**TASK DIRECTIONS**
Lift out all lines below that contain "already".

**EXERCISE MATERIAL**
....

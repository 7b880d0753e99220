//! Ambiguity resolution - the two-phase selection protocol
//!
//! A single-target match where some source key hits more than one target
//! row cannot pick a winner on its own. The first call returns an
//! `AmbiguityReport` listing every such key with its candidates in table
//! order; the caller re-invokes the same match carrying `Selections`. The
//! engine keeps no state between the two calls - the pending request lives
//! entirely in the caller.

use crate::table::Row;
use serde::Serialize;
use std::collections::{BTreeMap, HashMap};

/// Caller-supplied choices: literal key value -> candidate index into the
/// reported candidate list.
pub type Selections = HashMap<String, usize>;

/// Keys that matched more than one target row, with their candidates in
/// table order. Ordered map so reports serialize deterministically.
#[derive(Debug, Clone, Serialize)]
pub struct AmbiguityReport {
    pub multi_value_keys: BTreeMap<String, Vec<Row>>,
}

impl AmbiguityReport {
    pub fn new() -> Self {
        Self {
            multi_value_keys: BTreeMap::new(),
        }
    }

    pub fn is_empty(&self) -> bool {
        self.multi_value_keys.is_empty()
    }

    pub fn key_count(&self) -> usize {
        self.multi_value_keys.len()
    }

    /// Record candidates for a key. Only the first sighting wins; every
    /// later source row with the same key has the same candidate list.
    pub fn record(&mut self, key: &str, candidates: Vec<Row>) {
        self.multi_value_keys
            .entry(key.to_string())
            .or_insert(candidates);
    }
}

impl Default for AmbiguityReport {
    fn default() -> Self {
        Self::new()
    }
}

/// Pick the candidate index for an ambiguous key. An omitted or
/// out-of-range selection falls back to candidate 0, so a retry always
/// terminates.
pub fn choose_candidate(selections: Option<&Selections>, key: &str, candidate_count: usize) -> usize {
    selections
        .and_then(|s| s.get(key))
        .copied()
        .filter(|&idx| idx < candidate_count)
        .unwrap_or(0)
}
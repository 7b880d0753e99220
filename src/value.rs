//! Cell values - the closed scalar variant stored in table cells
//!
//! Cells are JSON-like scalars: string, number, boolean or null. Join-key
//! comparison never fails on mixed types; values of different variants fall
//! back to comparing their display form.

use serde::{Deserialize, Serialize};
use std::fmt;

/// A single table cell.
#[derive(Debug, Clone, PartialEq, Serialize, Deserialize)]
#[serde(untagged)]
pub enum CellValue {
    Null,
    Bool(bool),
    Number(f64),
    Str(String),
}

impl CellValue {
    pub fn is_null(&self) -> bool {
        matches!(self, CellValue::Null)
    }

    /// Display form used for search, projection to text, and type-coercing
    /// comparisons. Null renders as the empty string, integral numbers
    /// render without a fractional part.
    pub fn display(&self) -> String {
        match self {
            CellValue::Null => String::new(),
            CellValue::Bool(b) => b.to_string(),
            CellValue::Number(n) => format_number(*n),
            CellValue::Str(s) => s.clone(),
        }
    }

    /// Join-key form of this value. Null cells and empty strings carry no
    /// key: a source row with no key has zero candidates, and a target row
    /// with no key is never indexed.
    pub fn join_key(&self) -> Option<String> {
        match self {
            CellValue::Null => None,
            CellValue::Str(s) if s.is_empty() => None,
            other => Some(other.display()),
        }
    }

    /// Equality with coercion: same variants compare natively, mixed
    /// variants compare by display form. Null equals nothing, not even
    /// another null.
    pub fn loose_eq(&self, other: &CellValue) -> bool {
        match (self, other) {
            (CellValue::Null, _) | (_, CellValue::Null) => false,
            (CellValue::Bool(a), CellValue::Bool(b)) => a == b,
            (CellValue::Number(a), CellValue::Number(b)) => a == b,
            (CellValue::Str(a), CellValue::Str(b)) => a == b,
            (a, b) => a.display() == b.display(),
        }
    }
}

impl fmt::Display for CellValue {
    fn fmt(&self, f: &mut fmt::Formatter<'_>) -> fmt::Result {
        write!(f, "{}", self.display())
    }
}

impl From<&str> for CellValue {
    fn from(s: &str) -> Self {
        CellValue::Str(s.to_string())
    }
}

impl From<String> for CellValue {
    fn from(s: String) -> Self {
        CellValue::Str(s)
    }
}

impl From<f64> for CellValue {
    fn from(n: f64) -> Self {
        CellValue::Number(n)
    }
}

impl From<i64> for CellValue {
    fn from(n: i64) -> Self {
        CellValue::Number(n as f64)
    }
}

impl From<bool> for CellValue {
    fn from(b: bool) -> Self {
        CellValue::Bool(b)
    }
}

/// Format a number the way spreadsheet exports do: integral values without
/// a trailing ".0" so that number 42 and string "42" compare equal.
fn format_number(n: f64) -> String {
    if n.fract() == 0.0 && n.abs() < 1e15 {
        format!("{}", n as i64)
    } else {
        format!("{}", n)
    }
}
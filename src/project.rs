//! Result projection - shaping join output columns and rows
//!
//! The output column list is the source key column followed by every
//! target's projected columns in target order. When two contributors share
//! a literal name, the later one is qualified with its owning table name so
//! no two output columns collide.

use crate::table::Row;
use crate::value::CellValue;
use std::collections::HashSet;

/// Maps target-table columns onto a collision-free, ordered output column
/// list and assembles result rows from per-target candidate picks.
#[derive(Debug, Clone)]
pub struct ResultProjector {
    key_column: String,
    /// Per target, (column name in the target row, output column name).
    targets: Vec<Vec<(String, String)>>,
}

impl ResultProjector {
    /// `targets` is, per target in order, the owning table name and the
    /// projected column list.
    pub fn new(key_column: &str, targets: &[(&str, &[String])]) -> Self {
        let mut used: HashSet<String> = HashSet::new();
        used.insert(key_column.to_string());

        let targets = targets
            .iter()
            .map(|(table, columns)| {
                columns
                    .iter()
                    .map(|col| {
                        let mut name = col.clone();
                        if used.contains(&name) {
                            name = format!("{}_{}", col, table);
                        }
                        let mut n = 2;
                        while used.contains(&name) {
                            name = format!("{}_{}_{}", col, table, n);
                            n += 1;
                        }
                        used.insert(name.clone());
                        (col.clone(), name)
                    })
                    .collect()
            })
            .collect();

        Self {
            key_column: key_column.to_string(),
            targets,
        }
    }

    /// Ordered output column names.
    pub fn columns(&self) -> Vec<String> {
        let mut columns = vec![self.key_column.clone()];
        for target in &self.targets {
            columns.extend(target.iter().map(|(_, out)| out.clone()));
        }
        columns
    }

    /// Assemble one output row from the source key value and one optional
    /// candidate row per target. A missing candidate fills that target's
    /// declared columns with `Null`.
    pub fn assemble_row(&self, key_value: &CellValue, picks: &[Option<&Row>]) -> Row {
        let mut out = Row::new();
        out.insert(self.key_column.clone(), key_value.clone());
        for (target, pick) in self.targets.iter().zip(picks) {
            for (col, out_name) in target {
                let value = pick
                    .and_then(|row| row.get(col))
                    .cloned()
                    .unwrap_or(CellValue::Null);
                out.insert(out_name.clone(), value);
            }
        }
        out
    }
}
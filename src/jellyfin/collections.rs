use reqwest::Method;

use crate::{
    jellyfin::{ClientError, JellyfinClient},
    types::Item,
};

/// Creates a named collection, or fetches it if one already exists.
///
/// Jellyfin's `Collections` endpoint returns the existing collection when a
/// collection with the given name is already present, so this doubles as a
/// lookup. The name goes into the query string verbatim; callers passing
/// names with reserved characters are responsible for encoding them.
///
/// # Returns
///
/// Returns a `Result` containing:
/// - `Ok(Item)` - The collection, with its id for subsequent insert calls
/// - `Err(ClientError)` - Transport or decode failure
pub async fn create(client: &JellyfinClient, name: &str) -> Result<Item, ClientError> {
    let path = format!("Collections?name={}", name);
    client.execute_as::<(), Item>(Method::POST, &path, None).await
}

/// Adds one item to a collection.
///
/// The server returns no meaningful body for this call, so only the raw
/// response is read and discarded.
pub async fn add_item(
    client: &JellyfinClient,
    collection_id: &str,
    item_id: &str,
) -> Result<(), ClientError> {
    let path = format!("Collections/{}/Items?ids={}", collection_id, item_id);
    client.execute::<()>(Method::POST, &path, None).await?;
    Ok(())
}
use std::collections::HashMap;

use reqwest::{Client, Method, header};

use lektorcli::jellyfin::client::{JellyfinClient, ServerConfig, decode_body};
use lektorcli::types::{Item, PlaybackInfo};

// Helper function to create a client for a test server
fn create_client(address: &str) -> JellyfinClient {
    JellyfinClient::new(ServerConfig::new(
        address.to_string(),
        "test-token".to_string(),
    ))
}

#[test]
fn test_request_url_concatenation() {
    let client = create_client("jellyfin.example.org");

    // Fixed scheme, configured host, fixed port, path appended as-is
    assert_eq!(
        client.request_url("Items/abc123/PlaybackInfo"),
        "https://jellyfin.example.org:8920/Items/abc123/PlaybackInfo"
    );
}

#[test]
fn test_request_url_keeps_query_parameters() {
    let client = create_client("10.0.0.5");

    // Query parameters are the caller's concatenation, not escaped
    assert_eq!(
        client.request_url("Collections?name=Lektor"),
        "https://10.0.0.5:8920/Collections?name=Lektor"
    );
    assert_eq!(
        client.request_url("Collections/col1/Items?ids=item1"),
        "https://10.0.0.5:8920/Collections/col1/Items?ids=item1"
    );
}

#[test]
fn test_server_config_defaults_to_insecure() {
    let config = ServerConfig::new("host".to_string(), "token".to_string());

    // Trusting any certificate is the explicit default
    assert!(!config.verify_certificates);

    let config = config.with_certificate_verification(true);
    assert!(config.verify_certificates);
}

#[test]
fn test_build_request_sets_fixed_headers() {
    let client = create_client("jellyfin.example.org");
    let http = Client::new();

    let request = client
        .build_request::<()>(&http, Method::GET, "Items?ParentId=lib1", None)
        .unwrap();

    // The three headers are set on every request, regardless of verb or body
    assert_eq!(
        request.headers().get(header::ACCEPT).unwrap(),
        "application/json"
    );
    assert_eq!(
        request.headers().get(header::CONTENT_TYPE).unwrap(),
        "application/json"
    );
    assert_eq!(request.headers().get("X-Emby-Token").unwrap(), "test-token");

    assert_eq!(request.method(), Method::GET);
    assert_eq!(
        request.url().as_str(),
        "https://jellyfin.example.org:8920/Items?ParentId=lib1"
    );
}

#[test]
fn test_build_request_without_body_is_empty() {
    let client = create_client("jellyfin.example.org");
    let http = Client::new();

    let request = client
        .build_request::<()>(&http, Method::POST, "Collections?name=Lektor", None)
        .unwrap();

    // A None body produces an empty request body, not a missing one
    assert_eq!(request.body().unwrap().as_bytes(), Some(&b""[..]));
}

#[test]
fn test_build_request_body_is_json_encoding() {
    let client = create_client("jellyfin.example.org");
    let http = Client::new();

    let item = Item {
        name: "Seksmisja".to_string(),
        id: "abc123".to_string(),
    };
    let request = client
        .build_request(&http, Method::POST, "Items", Some(&item))
        .unwrap();

    // The bytes on the wire equal the JSON encoding of the value
    let sent = request.body().unwrap().as_bytes().unwrap();
    assert_eq!(sent, serde_json::to_vec(&item).unwrap().as_slice());
}

#[test]
fn test_build_request_rejects_unencodable_body() {
    let client = create_client("jellyfin.example.org");
    let http = Client::new();

    // Maps with non-string keys cannot be represented as JSON
    let body: HashMap<(u8, u8), &str> = HashMap::from([((1, 2), "x")]);
    let err = client
        .build_request(&http, Method::POST, "Items", Some(&body))
        .unwrap_err();

    assert!(err.to_string().contains("encode"));
    assert!(err.raw_body().is_none());
}

#[tokio::test]
async fn test_execute_transport_failure_returns_no_body() {
    // The .invalid TLD is reserved and never resolves, so the call fails at
    // the transport before any response body exists
    let client = create_client("jellyfin.invalid");

    let err = client
        .execute::<()>(Method::GET, "Items", None)
        .await
        .unwrap_err();

    assert!(err.raw_body().is_none());
}

#[test]
fn test_decode_body_well_formed() {
    let item: Item = decode_body(r#"{"Name": "Lektor", "Id": "col1"}"#.to_string()).unwrap();
    assert_eq!(item.name, "Lektor");
    assert_eq!(item.id, "col1");
}

#[test]
fn test_decode_body_failure_keeps_raw_text() {
    let raw = "<html>502 Bad Gateway</html>";
    let err = decode_body::<PlaybackInfo>(raw.to_string()).unwrap_err();

    // The already-read body is returned alongside the error, not discarded
    assert_eq!(err.raw_body(), Some(raw));
    assert!(err.to_string().contains("decode"));
}

#[test]
fn test_decode_body_failure_on_truncated_json() {
    let raw = r#"{"MediaSources": ["#;
    let err = decode_body::<PlaybackInfo>(raw.to_string()).unwrap_err();
    assert_eq!(err.raw_body(), Some(raw));
}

....

**THE COMPLETED TASK**
/// Creates a named collection, or fetches it if one already exists.
/// collection with the given name is already present, so this doubles as a
    // The already-read body is returned alongside the error, not discarded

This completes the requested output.